Всё же, это был полёт, полёт и полёт, до тех пор, пока мы не приземлились на скользкой от дождя полосе в Бэннинге.

Через час, отдохнувший и готовый продолжать битву, я увидел просвет в облаках на западе над низкой грядой холмов. Мы взлетели и снова попали в дождь — дождь, похожий на россыпь стальной дроби, и дождь, вымывающий замасленные очки до чистоты хрусталя.

И вихри над холмами вновь заставляли двигатель останавливать время, и отрицательное ускорение вытягивало топливо из карбюратора.

Внезапно, всё закончилось. Последняя гряда холмов осталась позади, а впереди были облака, рассеченные устремленными вниз гигантскими полосами солнечного света.

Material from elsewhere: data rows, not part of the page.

// SPDX-License-Identifier: BSD-3-Clause
// Copyright 2025. Triad National Security, LLC.

use std::collections::BTreeMap;

use wire_format::*;

fn encode<T: WireWrite>(t: &T) -> Vec<u8> {
    let mut w = Writer::new();
    t.serialize(&mut w);
    w.into_bytes()
}

fn decode<T: WireRead>(bytes: &[u8]) -> T {
    let mut r = Reader::new(bytes);
    let t = T::deserialize(&mut r).unwrap();
    assert_eq!(0, r.remaining(), "decode must consume the whole buffer");
    t
}

#[test]
fn primitives() {
    assert_eq!(17_i32, decode(&encode(&17_i32)));
    assert_eq!(-1_i64, decode(&encode(&-1_i64)));
    assert_eq!(0xfe_u8, decode(&encode(&0xfe_u8)));
    assert_eq!(usize::MAX, decode(&encode(&usize::MAX)));
    assert_eq!(2.5_f64, decode::<f64>(&encode(&2.5_f64)));
    assert_eq!('!', decode(&encode(&'!')));
    assert_eq!('\u{1f980}', decode(&encode(&'\u{1f980}')));
    assert!(decode::<bool>(&encode(&true)));
}

#[test]
fn strings() {
    assert_eq!("ABC".to_string(), decode::<String>(&encode(&"ABC")));

    // No length prefix: the bytes end with the single NUL sentinel.
    assert_eq!(vec![b'A', b'B', b'C', 0], encode(&"ABC"));
}

#[test]
fn empty_string_is_one_nul_byte() {
    assert_eq!(vec![0_u8], encode(&String::new()));
    assert_eq!(String::new(), decode::<String>(&[0]));
}

#[test]
fn vectors_and_maps() {
    let v = vec!["x".to_string(), "y".to_string(), String::new()];
    assert_eq!(v, decode::<Vec<String>>(&encode(&v)));

    let mut m = BTreeMap::new();
    m.insert(1_i32, "A".to_string());
    m.insert(2_i32, "B".to_string());
    assert_eq!(m, decode::<BTreeMap<i32, String>>(&encode(&m)));
}

#[test]
fn tuples_concatenate_in_order() {
    let t = (6_i32, "XYZ".to_string());
    assert_eq!(t, decode::<(i32, String)>(&encode(&t)));

    // A tuple is its fields back to back, nothing else.
    let mut by_hand = encode(&6_i32);
    by_hand.extend_from_slice(&encode(&"XYZ"));
    assert_eq!(by_hand, encode(&t));
}

#[test]
fn unit_occupies_no_bytes() {
    assert!(encode(&()).is_empty());
    decode::<()>(&[]);
}

#[test]
fn truncated_input_is_an_error() {
    let bytes = encode(&17_i32);
    let mut r = Reader::new(&bytes[..2]);
    assert_eq!(Err(WireError::Truncated), i32::deserialize(&mut r));

    // A string missing its sentinel is truncated, not silently accepted.
    let mut r = Reader::new(b"ABC");
    assert_eq!(Err(WireError::Truncated), String::deserialize(&mut r));
}

#[test]
fn peek_does_not_advance() {
    let bytes = encode(&"9:1");
    let r = Reader::new(&bytes);
    assert_eq!(Some(b'9'), r.peek());
    assert_eq!(Some(b'9'), r.peek());
    assert_eq!(bytes.len(), r.remaining());
}

#[test]
fn fault_roundtrip() {
    let fault = Fault::new(FaultKind::InvalidMethod, "CTest::Nope is not implemented.");
    let bytes = encode(&fault);

    // The first byte of an encoded fault is never zero, so replies can be
    // classified by a single peek.
    assert_ne!(0, bytes[0]);

    assert_eq!(fault, decode::<Fault>(&bytes));
}

#[test]
fn unknown_fault_tag_is_an_error() {
    let mut w = Writer::new();
    99_i32.serialize(&mut w);
    "?".serialize(&mut w);
    let bytes = w.into_bytes();

    let mut r = Reader::new(&bytes);
    assert_eq!(Err(WireError::InvalidFaultTag(99)), Fault::deserialize(&mut r));
}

Как будто мы достигли, наконец, Земли обетованной, и было принято решение, что малыш Паркс довольно тяжело повоевал сегодня и показал себя с наилучшей стороны, а потому борьба больше ни к чему.

Наступил один из моментов, которые запоминаются лётчикам навсегда, когда после серого, свистящего стальными пулями дождя наступает солнечный свет; после бешеного вихря — подобная зеркальной глади успокоенность воздуха, после величественных нахмуренных гор и яростных туч — маленький аэропорт, последняя посадка и дом.

Пропустите этот Большой Инструктаж на небе, и вам придётся самим открывать полёты от побережья к побережью на старых аэропланах. И если никто не подскажет, учиться вам придётся у самого самолёта.

Каков урок? На старых бипланах с открытой кабиной можно совершать тысячемильные перелеты, знакомиться со своей страной и с жизнью самых первых лётчиков, которым обязана своим существованием авиация.

И узнавать кое-что о себе самих. И, вероятно, что-то ещё, о чем не говорят ни на каких Инструктажах.